Letting Go and Losing It a Little

I’ve spoken publicly about loss, grieving, healing, and most recently finding love again after losing my spouse / best friend / partner.  You have learned far too much about not only grief and widowhood, but my private life, as well.  Far.  Too.  Much.

However, whenever someone reaches out to me about something they’ve read on my blog, almost exclusively they thank me for my brutal honesty.  They appreciate that while I have shown grief in all its raw ugliness, I still try to sprinkle everything with hope and inspiration.

This post will likely touch all the bases that seem to speak to others – honesty, pain, hope, and healing.  I truly wish that it does, and may it provide continued encouragement to those who need it.

As you may know, S and I have been together for several months now.  While I was img_7084unsure exactly what I had been looking for when I finally dipped my toe back into the dating pool, I definitely know what I wasn’t looking for, and unfortunately, found far too much of that.  So much so that my dates were all firsts (none got to a second until S), and it would be several weeks between them because they were either that horrible, or they simply turned me off dating for a short while to recuperate before the next one.  Dating after 50 is tough.  Dating after 50 as a widow is worse, it seems.

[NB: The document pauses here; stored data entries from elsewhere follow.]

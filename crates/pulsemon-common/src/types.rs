use crate::error::ModelError;
use serde::{Deserialize, Serialize};
use std::collections::HashMap;

/// Kind of a metric: a gauge is replaced on every write, a counter
/// accumulates deltas.
#[derive(Debug, Clone, Copy, PartialEq, Eq)]
pub enum MetricKind {
    Gauge,
    Counter,
}

impl std::fmt::Display for MetricKind {
    fn fmt(&self, f: &mut std::fmt::Formatter<'_>) -> std::fmt::Result {
        match self {
            MetricKind::Gauge => write!(f, "gauge"),
            MetricKind::Counter => write!(f, "counter"),
        }
    }
}

impl std::str::FromStr for MetricKind {
    type Err = ModelError;

    fn from_str(s: &str) -> Result<Self, Self::Err> {
        match s {
            "gauge" => Ok(MetricKind::Gauge),
            "counter" => Ok(MetricKind::Counter),
            _ => Err(ModelError::UnknownKind(s.to_string())),
        }
    }
}

/// Payload of a metric. The variant always matches the metric kind; a
/// metric never carries both a delta and a value.
#[derive(Debug, Clone, Copy, PartialEq)]
pub enum MetricValue {
    Gauge(f64),
    Counter(i64),
}

impl MetricValue {
    pub fn kind(&self) -> MetricKind {
        match self {
            MetricValue::Gauge(_) => MetricKind::Gauge,
            MetricValue::Counter(_) => MetricKind::Counter,
        }
    }

    /// Numeric view used by the HTML listing, where counters are shown as
    /// plain numbers next to gauges.
    pub fn as_f64(&self) -> f64 {
        match self {
            MetricValue::Gauge(v) => *v,
            MetricValue::Counter(d) => *d as f64,
        }
    }
}

/// A named metric with an optional integrity tag.
#[derive(Debug, Clone, PartialEq, Serialize, Deserialize)]
#[serde(try_from = "RawMetric", into = "RawMetric")]
pub struct Metric {
    pub id: String,
    pub value: MetricValue,
    pub hash: Option<String>,
}

impl Metric {
    pub fn gauge(id: impl Into<String>, value: f64) -> Self {
        Self {
            id: id.into(),
            value: MetricValue::Gauge(value),
            hash: None,
        }
    }

    pub fn counter(id: impl Into<String>, delta: i64) -> Self {
        Self {
            id: id.into(),
            value: MetricValue::Counter(delta),
            hash: None,
        }
    }

    pub fn kind(&self) -> MetricKind {
        self.value.kind()
    }
}

/// Wire shape of a metric: `{id, type, delta?/value?, hash?}`. Kept private
/// so the kind/payload match is enforced the moment a metric enters the
/// process.
#[derive(Serialize, Deserialize)]
struct RawMetric {
    id: String,
    #[serde(rename = "type")]
    kind: String,
    #[serde(skip_serializing_if = "Option::is_none")]
    delta: Option<i64>,
    #[serde(skip_serializing_if = "Option::is_none")]
    value: Option<f64>,
    #[serde(skip_serializing_if = "Option::is_none")]
    hash: Option<String>,
}

impl TryFrom<RawMetric> for Metric {
    type Error = ModelError;

    fn try_from(raw: RawMetric) -> Result<Self, Self::Error> {
        let kind: MetricKind = raw.kind.parse()?;
        let value = match (kind, raw.value, raw.delta) {
            (MetricKind::Gauge, Some(v), None) => MetricValue::Gauge(v),
            (MetricKind::Counter, None, Some(d)) => MetricValue::Counter(d),
            _ => {
                return Err(ModelError::PayloadMismatch { id: raw.id, kind });
            }
        };
        Ok(Metric {
            id: raw.id,
            value,
            hash: raw.hash,
        })
    }
}

impl From<Metric> for RawMetric {
    fn from(m: Metric) -> Self {
        let kind = m.kind().to_string();
        let (value, delta) = match m.value {
            MetricValue::Gauge(v) => (Some(v), None),
            MetricValue::Counter(d) => (None, Some(d)),
        };
        RawMetric {
            id: m.id,
            kind,
            delta,
            value,
            hash: m.hash,
        }
    }
}

/// In-memory mapping from metric id to its last-known value.
///
/// Both the agent registry and the collector table use the same merge
/// rules: counters accumulate, gauges overwrite. Callers are expected to
/// guard the table with an exclusive lock; the table itself is plain data.
#[derive(Debug, Clone, Default)]
pub struct MetricTable {
    metrics: HashMap<String, Metric>,
}

impl MetricTable {
    pub fn new() -> Self {
        Self::default()
    }

    /// Merges a metric into the table. An incoming counter adds its delta
    /// to a stored counter of the same id (invalidating any stale tag);
    /// everything else replaces the slot.
    pub fn apply(&mut self, m: Metric) {
        if let MetricValue::Counter(delta) = m.value {
            if let Some(entry) = self.metrics.get_mut(&m.id) {
                if let MetricValue::Counter(stored) = entry.value {
                    entry.value = MetricValue::Counter(stored + delta);
                    entry.hash = None;
                    return;
                }
            }
        }
        self.metrics.insert(m.id.clone(), m);
    }

    /// Replaces the slot outright, bypassing counter accumulation. Used for
    /// the agent's PollCount reset.
    pub fn insert(&mut self, m: Metric) {
        self.metrics.insert(m.id.clone(), m);
    }

    pub fn get(&self, id: &str) -> Option<&Metric> {
        self.metrics.get(id)
    }

    /// Owned copy of the current table, in no particular order.
    pub fn snapshot(&self) -> Vec<Metric> {
        self.metrics.values().cloned().collect()
    }

    pub fn len(&self) -> usize {
        self.metrics.len()
    }

    pub fn is_empty(&self) -> bool {
        self.metrics.is_empty()
    }
}

#[cfg(test)]
mod tests {
    use super::*;

    #[test]
    fn gauge_json_round_trip() {
        let m = Metric::gauge("Alloc", 1.5);
        let ser = serde_json::to_string(&m).unwrap();
        assert_eq!(ser, r#"{"id":"Alloc","type":"gauge","value":1.5}"#);
        let back: Metric = serde_json::from_str(&ser).unwrap();
        assert_eq!(back, m);
    }

    #[test]
    fn counter_json_round_trip() {
        let m = Metric::counter("PollCount", 42);
        let ser = serde_json::to_string(&m).unwrap();
        assert_eq!(ser, r#"{"id":"PollCount","type":"counter","delta":42}"#);
        let back: Metric = serde_json::from_str(&ser).unwrap();
        assert_eq!(back, m);
    }

    #[test]
    fn unknown_kind_is_rejected() {
        let err = serde_json::from_str::<Metric>(r#"{"id":"x","type":"timer","value":1.0}"#);
        assert!(err.is_err());
    }

    #[test]
    fn mismatched_payload_is_rejected() {
        // counter carrying a gauge payload
        assert!(serde_json::from_str::<Metric>(r#"{"id":"x","type":"counter","value":1.0}"#).is_err());
        // both payloads at once
        assert!(
            serde_json::from_str::<Metric>(r#"{"id":"x","type":"gauge","value":1.0,"delta":1}"#)
                .is_err()
        );
    }

    #[test]
    fn counters_accumulate() {
        let mut table = MetricTable::new();
        table.apply(Metric::counter("PollCount", 3));
        table.apply(Metric::counter("PollCount", 2));
        assert_eq!(
            table.get("PollCount").unwrap().value,
            MetricValue::Counter(5)
        );
    }

    #[test]
    fn zero_delta_is_identity() {
        let mut table = MetricTable::new();
        table.apply(Metric::counter("PollCount", 7));
        table.apply(Metric::counter("PollCount", 0));
        assert_eq!(
            table.get("PollCount").unwrap().value,
            MetricValue::Counter(7)
        );
    }

    #[test]
    fn gauges_overwrite() {
        let mut table = MetricTable::new();
        table.apply(Metric::gauge("Alloc", 1.0));
        table.apply(Metric::gauge("Alloc", 2.5));
        assert_eq!(table.get("Alloc").unwrap().value, MetricValue::Gauge(2.5));
        assert_eq!(table.len(), 1);
    }

    #[test]
    fn counter_accumulation_drops_stale_hash() {
        let mut table = MetricTable::new();
        let mut first = Metric::counter("PollCount", 1);
        first.hash = Some("deadbeef".to_string());
        table.apply(first);
        table.apply(Metric::counter("PollCount", 1));
        assert!(table.get("PollCount").unwrap().hash.is_none());
    }

    #[test]
    fn insert_replaces_counter() {
        let mut table = MetricTable::new();
        table.apply(Metric::counter("PollCount", 9));
        table.insert(Metric::counter("PollCount", 0));
        assert_eq!(
            table.get("PollCount").unwrap().value,
            MetricValue::Counter(0)
        );
    }
}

With the third anniversary of A’s death looming (and I really hate that term – one should not use the same word for the day someone dies as for the day s/he gets married – but the common alternatives are worse.  Deathaversary, anyone?  Who thought up that clever little word? Ugh. I digress.), I have felt the storm brewing.  I had warned S weeks ago that things were likely to get hairy around this time.   The best way to describe it, is that I have been “prickly”.  Every little thing irritates me, or causes me to break down.  And after hearing the analogy about the grief box, it made sense to me.  My button is being pressed too often and too long of late as compared with the previous months.

This has caused some miscommunication and hurt feelings and emotional distancing on both our parts.  Basically, even with the “bumpy road ahead” sign, we were still not being as cautious as we should have been.   The good news is that we are both still on the same page when it comes to this relationship.  Despite some rough patches, we are not only still in this thing, we are still in it together.  That bodes well for the future of our togetherness, I feel.

If you measure solely by the calendar, we haven’t been dating very long. But if you measure by relationship challenges, and experiences, and actual time spent getting to know one another through conversation, we are way ahead of the game.

S has definitely seen me melt down numerous times in the past month or so; a few weeks ago, as I was perched on my hands and knees scrubbing the kitchen floor, I had my phone playing music in the background.  My wedding song came on, I wasn’t prepared to hear it, and nearly collapsed in a heap. My phone was on the counter and I couldn’t reach it fast enough (overweight, middle-aged lady on a tile floor = slow, difficult standing procedure), and when S came around the corner, I begged him to “push next”.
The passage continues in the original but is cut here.